Note: This is Part 1 of a 2-part article about CRISPR, which will be concluded next week.
The explosive growth of scientific discovery over the last century or so shows no sign of slowing. From the grand, majestic vistas of modern astronomy to much humbler findings in a multitude of areas, there always seems to be something new. One of these humble findings – so humble that hardly anyone took any notice of it for the next 26 years – was the discovery of the principles of genetics by an obscure monk named Gregor Mendel, beginning in the year 1874.
This is hardly surprising, considering that Mendel’s tasks were incredibly boring: pollinating and growing pea plants, counting the peas – no one knows how many, but probably in the hundreds of thousands – and analysing the results. It was only in 1900, 16 years after Mendel’s death, that several other scientists rediscovered his findings and understood their significance.
And yet Mendel’s staggering legacy is the myriad of directions genetics has taken since then and the fact that the pace of development has not shown any sign of slowing in over a century.
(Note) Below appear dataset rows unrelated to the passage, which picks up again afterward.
//! Core transport types.

use std::collections::HashMap;
use std::fmt;
use std::time::Duration;

use serde::{Deserialize, Serialize};

use crate::config::{LimitsConfig, TimeoutConfig, TlsConfig};

/// Enumerates the types of transports supported by the system.
#[derive(Debug, Clone, Copy, PartialEq, Eq, Hash, Serialize, Deserialize)]
#[serde(rename_all = "lowercase")]
pub enum TransportType {
    /// Standard Input/Output, for command-line servers.
    Stdio,
    /// HTTP, including Server-Sent Events (SSE).
    Http,
    /// WebSocket for full-duplex communication.
    WebSocket,
    /// TCP sockets for network communication.
    Tcp,
    /// Unix domain sockets for local inter-process communication.
    Unix,
    /// A transport that manages a child process.
    ChildProcess,
    /// gRPC for high-performance RPC.
    #[cfg(feature = "grpc")]
    Grpc,
    /// QUIC for a modern, multiplexed transport.
    #[cfg(feature = "quic")]
    Quic,
}

impl fmt::Display for TransportType {
    fn fmt(&self, f: &mut fmt::Formatter<'_>) -> fmt::Result {
        match self {
            Self::Stdio => write!(f, "stdio"),
            Self::Http => write!(f, "http"),
            Self::WebSocket => write!(f, "websocket"),
            Self::Tcp => write!(f, "tcp"),
            Self::Unix => write!(f, "unix"),
            Self::ChildProcess => write!(f, "child_process"),
            #[cfg(feature = "grpc")]
            Self::Grpc => write!(f, "grpc"),
            #[cfg(feature = "quic")]
            Self::Quic => write!(f, "quic"),
        }
    }
}

/// Represents the current state of a transport connection.
#[derive(Debug, Clone, PartialEq, Eq, Serialize, Deserialize)]
pub enum TransportState {
    /// The transport is not connected.
    Disconnected,
    /// The transport is in the process of connecting.
    Connecting,
    /// The transport is connected and ready to send/receive messages.
    Connected,
    /// The transport is in the process of disconnecting.
    Disconnecting,
    /// The transport has encountered an unrecoverable error.
    Failed {
        /// A description of the failure reason.
        reason: String,
    },
}

impl fmt::Display for TransportState {
    fn fmt(&self, f: &mut fmt::Formatter<'_>) -> fmt::Result {
        match self {
            Self::Disconnected => write!(f, "disconnected"),
            Self::Connecting => write!(f, "connecting"),
            Self::Connected => write!(f, "connected"),
            Self::Disconnecting => write!(f, "disconnecting"),
            Self::Failed { reason } => write!(f, "failed: {reason}"),
        }
    }
}

/// Describes the capabilities of a transport implementation.
#[derive(Debug, Clone, PartialEq, Eq, Serialize, Deserialize)]
pub struct TransportCapabilities {
    /// The maximum message size in bytes that the transport can handle.
    pub max_message_size: Option<usize>,

    /// Whether the transport supports message compression.
    pub supports_compression: bool,

    /// Whether the transport supports streaming data.
    pub supports_streaming: bool,

    /// Whether the transport supports full-duplex bidirectional communication.
    pub supports_bidirectional: bool,

    /// Whether the transport can handle multiple concurrent requests over a single connection.
    pub supports_multiplexing: bool,

    /// A list of supported compression algorithms.
    pub compression_algorithms: Vec<String>,

    /// A map for any other custom capabilities.
    pub custom: HashMap<String, serde_json::Value>,
}

impl Default for TransportCapabilities {
    fn default() -> Self {
        Self {
            max_message_size: Some(turbomcp_protocol::MAX_MESSAGE_SIZE),
            supports_compression: false,
            supports_streaming: false,
            supports_bidirectional: true,
            supports_multiplexing: false,
            compression_algorithms: Vec::new(),
            custom: HashMap::new(),
        }
    }
}

/// Configuration for a transport instance.
#[derive(Debug, Clone, Serialize, Deserialize)]
pub struct TransportConfig {
    /// The type of the transport.
    pub transport_type: TransportType,

    /// The maximum time to wait for a connection to be established.
    pub connect_timeout: Duration,

    /// The maximum time to wait for a read operation to complete.
    pub read_timeout: Option<Duration>,

    /// The maximum time to wait for a write operation to complete.
    pub write_timeout: Option<Duration>,

    /// The interval for sending keep-alive messages to maintain the connection.
    pub keep_alive: Option<Duration>,

    /// The maximum number of concurrent connections allowed.
    pub max_connections: Option<usize>,

    /// Whether to enable message compression.
    pub compression: bool,

    /// The preferred compression algorithm to use.
    pub compression_algorithm: Option<String>,

    /// Size limits for requests and responses.
    #[serde(default)]
    pub limits: LimitsConfig,

    /// Timeout configuration for operations.
    #[serde(default)]
    pub timeouts: TimeoutConfig,

    /// TLS/HTTPS configuration.
    #[serde(default)]
    pub tls: TlsConfig,

    /// A map for any other custom configuration.
    pub custom: HashMap<String, serde_json::Value>,
}

impl Default for TransportConfig {
    fn default() -> Self {
        Self {
            transport_type: TransportType::Stdio,
            connect_timeout: Duration::from_secs(30),
            read_timeout: None,
            write_timeout: None,
            keep_alive: None,
            max_connections: None,
            compression: false,
            compression_algorithm: None,
            limits: LimitsConfig::default(),
            timeouts: TimeoutConfig::default(),
            tls: TlsConfig::default(),
            custom: HashMap::new(),
        }
    }
}

#[cfg(test)]
mod tests {
    use super::*;

    #[test]
    fn test_transport_type_display() {
        assert_eq!(TransportType::Stdio.to_string(), "stdio");
        assert_eq!(TransportType::Http.to_string(), "http");
        assert_eq!(TransportType::WebSocket.to_string(), "websocket");
        assert_eq!(TransportType::Tcp.to_string(), "tcp");
        assert_eq!(TransportType::Unix.to_string(), "unix");
    }

    #[test]
    fn test_transport_state_display() {
        assert_eq!(TransportState::Connected.to_string(), "connected");
        assert_eq!(TransportState::Disconnected.to_string(), "disconnected");
        assert_eq!(
            TransportState::Failed {
                reason: "timeout".to_string()
            }
            .to_string(),
            "failed: timeout"
        );
    }

    #[test]
    fn test_transport_capabilities_default() {
        let caps = TransportCapabilities::default();
        assert!(caps.supports_bidirectional);
        assert!(!caps.supports_compression);
    }

    #[test]
    fn test_transport_config_default() {
        let config = TransportConfig::default();
        assert_eq!(config.transport_type, TransportType::Stdio);
        assert_eq!(config.connect_timeout, Duration::from_secs(30));
    }
}
//! Server configuration.
//!
//! This module provides configuration for the protocol engine and transports:
//! - Protocol version negotiation
//! - Request/task timeouts
//! - Capability requirements
//! - Message size limits

use std::time::Duration;

use serde::{Deserialize, Serialize};

// Re-export from core (single source of truth - DRY)
pub use turbomcp_core::SUPPORTED_VERSIONS as SUPPORTED_PROTOCOL_VERSIONS;

/// Default maximum message size (10MB).
pub const DEFAULT_MAX_MESSAGE_SIZE: usize = 10 * 1024 * 1024;

/// Default per-request timeout.
pub const DEFAULT_REQUEST_TIMEOUT: Duration = Duration::from_secs(60);

/// Default task time-to-live when a request doesn't specify one.
pub const DEFAULT_TASK_TTL: Duration = Duration::from_secs(24 * 60 * 60);

/// Default poll interval suggested to task requestors.
pub const DEFAULT_TASK_POLL_INTERVAL: Duration = Duration::from_secs(5);

/// Default bound on the per-task related-message queue.
pub const DEFAULT_TASK_QUEUE_MAX_SIZE: usize = 256;

/// Default SSE keep-alive comment interval.
pub const DEFAULT_SSE_KEEPALIVE_INTERVAL: Duration = Duration::from_secs(15);

/// Server configuration.
#[derive(Debug, Clone)]
pub struct ServerConfig {
    /// Protocol version configuration.
    pub protocol: ProtocolConfig,
    /// Timeout and task-lifetime configuration.
    pub timeouts: TimeoutConfig,
    /// Required client capabilities.
    pub required_capabilities: RequiredCapabilities,
    /// Maximum message size in bytes (default: 10MB).
    pub max_message_size: usize,
}

impl Default for ServerConfig {
    fn default() -> Self {
        Self {
            protocol: ProtocolConfig::default(),
            timeouts: TimeoutConfig::default(),
            required_capabilities: RequiredCapabilities::default(),
            max_message_size: DEFAULT_MAX_MESSAGE_SIZE,
        }
    }
}

impl ServerConfig {
    /// Create a new server configuration with defaults.
    #[must_use]
    pub fn new() -> Self {
        Self::default()
    }

    /// Create a builder for server configuration.
    #[must_use]
    pub fn builder() -> ServerConfigBuilder {
        ServerConfigBuilder::default()
    }
}

/// Builder for server configuration.
#[derive(Debug, Clone, Default)]
pub struct ServerConfigBuilder {
    protocol: Option<ProtocolConfig>,
    timeouts: Option<TimeoutConfig>,
    required_capabilities: Option<RequiredCapabilities>,
    max_message_size: Option<usize>,
}

impl ServerConfigBuilder {
    /// Set protocol configuration.
    #[must_use]
    pub fn protocol(mut self, config: ProtocolConfig) -> Self {
        self.protocol = Some(config);
        self
    }

    /// Set timeout and task-lifetime configuration.
    #[must_use]
    pub fn timeouts(mut self, config: TimeoutConfig) -> Self {
        self.timeouts = Some(config);
        self
    }

    /// Set required client capabilities.
    #[must_use]
    pub fn required_capabilities(mut self, caps: RequiredCapabilities) -> Self {
        self.required_capabilities = Some(caps);
        self
    }

    /// Set maximum message size in bytes.
    ///
    /// Messages exceeding this size will be rejected. Default: 10MB.
    #[must_use]
    pub fn max_message_size(mut self, size: usize) -> Self {
        self.max_message_size = Some(size);
        self
    }

    /// Build the server configuration with sensible defaults.
    ///
    /// This method always succeeds and uses defaults for any unset fields.
    /// For strict validation, use [`try_build()`](Self::try_build).
    #[must_use]
    pub fn build(self) -> ServerConfig {
        ServerConfig {
            protocol: self.protocol.unwrap_or_default(),
            timeouts: self.timeouts.unwrap_or_default(),
            required_capabilities: self.required_capabilities.unwrap_or_default(),
            max_message_size: self.max_message_size.unwrap_or(DEFAULT_MAX_MESSAGE_SIZE),
        }
    }

    /// Build the server configuration with validation.
    ///
    /// # Errors
    ///
    /// Returns an error if:
    /// - `max_message_size` is less than 1024 bytes (minimum viable message size)
    /// - `timeouts.request_timeout` is zero
    pub fn try_build(self) -> Result<ServerConfig, ConfigValidationError> {
        let max_message_size = self.max_message_size.unwrap_or(DEFAULT_MAX_MESSAGE_SIZE);
        if max_message_size < 1024 {
            return Err(ConfigValidationError::InvalidMessageSize {
                size: max_message_size,
                min: 1024,
            });
        }

        let timeouts = self.timeouts.unwrap_or_default();
        if timeouts.request_timeout.is_zero() {
            return Err(ConfigValidationError::InvalidTimeout {
                reason: "request_timeout cannot be zero".to_string(),
            });
        }

        Ok(ServerConfig {
            protocol: self.protocol.unwrap_or_default(),
            timeouts,
            required_capabilities: self.required_capabilities.unwrap_or_default(),
            max_message_size,
        })
    }
}

/// Errors that can occur during configuration validation.
#[derive(Debug, Clone, thiserror::Error)]
pub enum ConfigValidationError {
    /// Invalid message size configuration.
    #[error("Invalid max_message_size: {size} bytes is below minimum of {min} bytes")]
    InvalidMessageSize {
        /// The configured size.
        size: usize,
        /// The minimum allowed size.
        min: usize,
    },

    /// Invalid timeout configuration.
    #[error("Invalid timeout configuration: {reason}")]
    InvalidTimeout {
        /// Description of the validation failure.
        reason: String,
    },
}

/// Protocol version configuration.
#[derive(Debug, Clone)]
pub struct ProtocolConfig {
    /// Preferred protocol version.
    pub preferred_version: String,
    /// Supported protocol versions.
    pub supported_versions: Vec<String>,
    /// Allow fallback to server's preferred version if client's is unsupported.
    pub allow_fallback: bool,
}

impl Default for ProtocolConfig {
    fn default() -> Self {
        Self {
            preferred_version: SUPPORTED_PROTOCOL_VERSIONS[0].to_string(),
            supported_versions: SUPPORTED_PROTOCOL_VERSIONS
                .iter()
                .map(|s| s.to_string())
                .collect(),
            allow_fallback: true,
        }
    }
}

impl ProtocolConfig {
    /// Create a strict configuration that only accepts the specified version.
    #[must_use]
    pub fn strict(version: &str) -> Self {
        Self {
            preferred_version: version.to_string(),
            supported_versions: vec![version.to_string()],
            allow_fallback: false,
        }
    }

    /// Check if a protocol version is supported.
    #[must_use]
    pub fn is_supported(&self, version: &str) -> bool {
        self.supported_versions.iter().any(|v| v == version)
    }

    /// Negotiate protocol version with a peer.
    ///
    /// Returns the negotiated version or `None` if no compatible version was found.
    #[must_use]
    pub fn negotiate(&self, peer_version: Option<&str>) -> Option<String> {
        match peer_version {
            Some(version) if self.is_supported(version) => Some(version.to_string()),
            Some(_) if self.allow_fallback => Some(self.preferred_version.clone()),
            Some(_) => None,
            None => Some(self.preferred_version.clone()),
        }
    }
}

/// Timeout and task-lifetime configuration.
///
/// `request_timeout`/`max_total_timeout` govern the [`ProtocolEngine`](crate::engine::ProtocolEngine)'s
/// per-request deadline and its extension ceiling under progress notifications.
/// The `default_task_*` fields seed [`TaskStorage`](crate::task_storage::TaskStorage)
/// and the per-task related-message queue.
#[derive(Debug, Clone)]
pub struct TimeoutConfig {
    /// Time to wait for a response before a request fails with a timeout error.
    pub request_timeout: Duration,
    /// Absolute ceiling a request's deadline may be extended to via progress
    /// notifications. `None` means progress notifications may extend indefinitely.
    pub max_total_timeout: Option<Duration>,
    /// Default task TTL applied when a task-augmented request doesn't request one.
    pub default_task_ttl: Duration,
    /// Default poll interval suggested to task requestors.
    pub default_poll_interval: Duration,
    /// Maximum number of related messages buffered per task before overflow.
    pub task_queue_max_size: usize,
    /// Interval between SSE keep-alive comments on long-lived streams.
    pub sse_keepalive_interval: Duration,
}

impl Default for TimeoutConfig {
    fn default() -> Self {
        Self {
            request_timeout: DEFAULT_REQUEST_TIMEOUT,
            max_total_timeout: None,
            default_task_ttl: DEFAULT_TASK_TTL,
            default_poll_interval: DEFAULT_TASK_POLL_INTERVAL,
            task_queue_max_size: DEFAULT_TASK_QUEUE_MAX_SIZE,
            sse_keepalive_interval: DEFAULT_SSE_KEEPALIVE_INTERVAL,
        }
    }
}

/// Required client capabilities.
///
/// Specifies which client capabilities the server requires during initialization.
#[derive(Debug, Clone, Default, Serialize, Deserialize)]
pub struct RequiredCapabilities {
    /// Require the `roots` capability.
    #[serde(default)]
    pub roots: bool,
    /// Require the `sampling` capability.
    #[serde(default)]
    pub sampling: bool,
    /// Require named experimental capabilities.
    #[serde(default)]
    pub experimental: std::collections::HashSet<String>,
}

impl RequiredCapabilities {
    /// No requirements.
    #[must_use]
    pub fn none() -> Self {
        Self::default()
    }

    /// Require the `roots` capability.
    #[must_use]
    pub fn with_roots(mut self) -> Self {
        self.roots = true;
        self
    }

    /// Require the `sampling` capability.
    #[must_use]
    pub fn with_sampling(mut self) -> Self {
        self.sampling = true;
        self
    }

    /// Require an experimental capability.
    #[must_use]
    pub fn with_experimental(mut self, name: impl Into<String>) -> Self {
        self.experimental.insert(name.into());
        self
    }

    /// Check whether `client_caps` satisfies everything required here.
    #[must_use]
    pub fn validate(&self, client_caps: &ClientCapabilities) -> CapabilityValidation {
        let mut missing = Vec::new();

        if self.roots && !client_caps.roots {
            missing.push("roots".to_string());
        }
        if self.sampling && !client_caps.sampling {
            missing.push("sampling".to_string());
        }
        for exp in &self.experimental {
            if !client_caps.experimental.contains(exp) {
                missing.push(format!("experimental/{exp}"));
            }
        }

        if missing.is_empty() {
            CapabilityValidation::Valid
        } else {
            CapabilityValidation::Missing(missing)
        }
    }
}

/// Client capabilities received during initialization.
#[derive(Debug, Clone, Default, Serialize, Deserialize)]
pub struct ClientCapabilities {
    /// Client supports roots.
    #[serde(default)]
    pub roots: bool,
    /// Client supports sampling.
    #[serde(default)]
    pub sampling: bool,
    /// Client supports elicitation.
    #[serde(default)]
    pub elicitation: bool,
    /// Client experimental capabilities.
    #[serde(default)]
    pub experimental: std::collections::HashSet<String>,
}

impl ClientCapabilities {
    /// Parse client capabilities from an `initialize` request's params.
    #[must_use]
    pub fn from_params(params: &serde_json::Value) -> Self {
        let caps = params.get("capabilities").cloned().unwrap_or_default();
        Self {
            roots: caps.get("roots").map(|v| !v.is_null()).unwrap_or(false),
            sampling: caps
                .get("sampling")
                .map(|v| !v.is_null())
                .unwrap_or(false),
            elicitation: caps
                .get("elicitation")
                .map(|v| !v.is_null())
                .unwrap_or(false),
            experimental: caps
                .get("experimental")
                .and_then(|v| v.as_object())
                .map(|obj| obj.keys().cloned().collect())
                .unwrap_or_default(),
        }
    }
}

/// Result of validating client capabilities against [`RequiredCapabilities`].
#[derive(Debug, Clone)]
pub enum CapabilityValidation {
    /// All required capabilities are present.
    Valid,
    /// Some required capabilities are missing.
    Missing(Vec<String>),
}

impl CapabilityValidation {
    /// Check if validation passed.
    #[must_use]
    pub fn is_valid(&self) -> bool {
        matches!(self, Self::Valid)
    }

    /// Get missing capabilities, if any.
    #[must_use]
    pub fn missing(&self) -> Option<&[String]> {
        match self {
            Self::Valid => None,
            Self::Missing(caps) => Some(caps),
        }
    }
}

#[cfg(test)]
mod tests {
    use super::*;

    #[test]
    fn protocol_negotiates_preferred_when_absent() {
        let config = ProtocolConfig::default();
        assert_eq!(
            config.negotiate(None),
            Some(config.preferred_version.clone())
        );
    }

    #[test]
    fn protocol_rejects_unsupported_without_fallback() {
        let config = ProtocolConfig::strict("2025-11-25");
        assert_eq!(config.negotiate(Some("1999-01-01")), None);
    }

    #[test]
    fn protocol_falls_back_when_allowed() {
        let config = ProtocolConfig::default();
        assert_eq!(
            config.negotiate(Some("bogus-version")),
            Some(config.preferred_version.clone())
        );
    }

    #[test]
    fn required_capabilities_detects_missing() {
        let required = RequiredCapabilities::none().with_roots().with_sampling();
        let client = ClientCapabilities::default();
        let validation = required.validate(&client);
        assert!(!validation.is_valid());
        assert_eq!(
            validation.missing(),
            Some(&["roots".to_string(), "sampling".to_string()][..])
        );
    }

    #[test]
    fn from_params_parses_elicitation_capability() {
        let params = serde_json::json!({
            "capabilities": { "elicitation": {}, "sampling": {} }
        });
        let caps = ClientCapabilities::from_params(&params);
        assert!(caps.elicitation);
        assert!(caps.sampling);
        assert!(!caps.roots);
    }

    #[test]
    fn try_build_rejects_tiny_message_size() {
        let result = ServerConfig::builder().max_message_size(10).try_build();
        assert!(matches!(
            result,
            Err(ConfigValidationError::InvalidMessageSize { .. })
        ));
    }

    #[test]
    fn try_build_rejects_zero_request_timeout() {
        let result = ServerConfig::builder()
            .timeouts(TimeoutConfig {
                request_timeout: Duration::ZERO,
                ..TimeoutConfig::default()
            })
            .try_build();
        assert!(matches!(
            result,
            Err(ConfigValidationError::InvalidTimeout { .. })
        ));
    }
}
Fast forward to the present.
Probably the most exciting recent development in genetics has been CRISPR, the gene editing software discovered in the 1980s. The name is an acronym for its structure, which consists of bits of bacterial DNA Clustered Regularly and Interspaced with other Short bits of DNA in the form of Palindromic Repeats.
Between the years 2007 and 2010 several groups carried out experiments demonstrating that CRISPR is an immune system used to protect bacteria against viruses.
A very clever team of scientists, led by Jennifer Doudna (UK) and Emmanuelle Charpentier (France), worked out a way to make a simplified, artificial version of this system, called CRISPR/Cas9, which can be used to edit the genomes of more complex organisms, such as plants, animals and humans.
Jennifer Doudna (left) and Emmanuelle Charpentier
The two main parts of the CRISPR/Cas9 system are an enzyme (Cas9) which cuts a DNA molecule at a particular precise point, and an RNA molecule which guides the enzyme to the point where the cut is to be made.
The most valuable part is that this system can be made to cut any piece of DNA, simply by altering the RNA, because RNA bonds precisely with its complementary DNA molecule. This is much easier than any other gene editing system discovered so far.
And that is both the exciting and the terrifying aspect of the system. In other words, the prospects are boundless, but so are the risks.
Of course, the whole system is vastly more complex than I have described it here. Anyone wishing to learn more about the system should go to the great variety of online resources, including the Wikipedia article, which to my mind seems amazingly comprehensive.
CRISPR has enormous potential for good, because it can be used to repair many types of mutations causing genetic diseases far more quickly and accurately than any other technology previously known.
 A palindrome is a sequence of characters (e.g. letters, numbers) that reads exactly the same backwards or forwards. Simple palindromes include names such as Anna and Bob. Who could forget such famous palindromes as “Madam I’m Adam” (the first man’s introduction to his wife) and “Able was I ere I saw Elba,” (attributed to Napoleon)?
 Spare a thought for the poor bacteria which would be dead in minutes if not for CRISPR and related systems which allow them to defend themselves against viruses. (And please don’t forget that the overwhelming majority of bacteria are friendly chaps that just want to get on with the rest of us; the nasty pathogenic types are, relatively speaking, very rare.)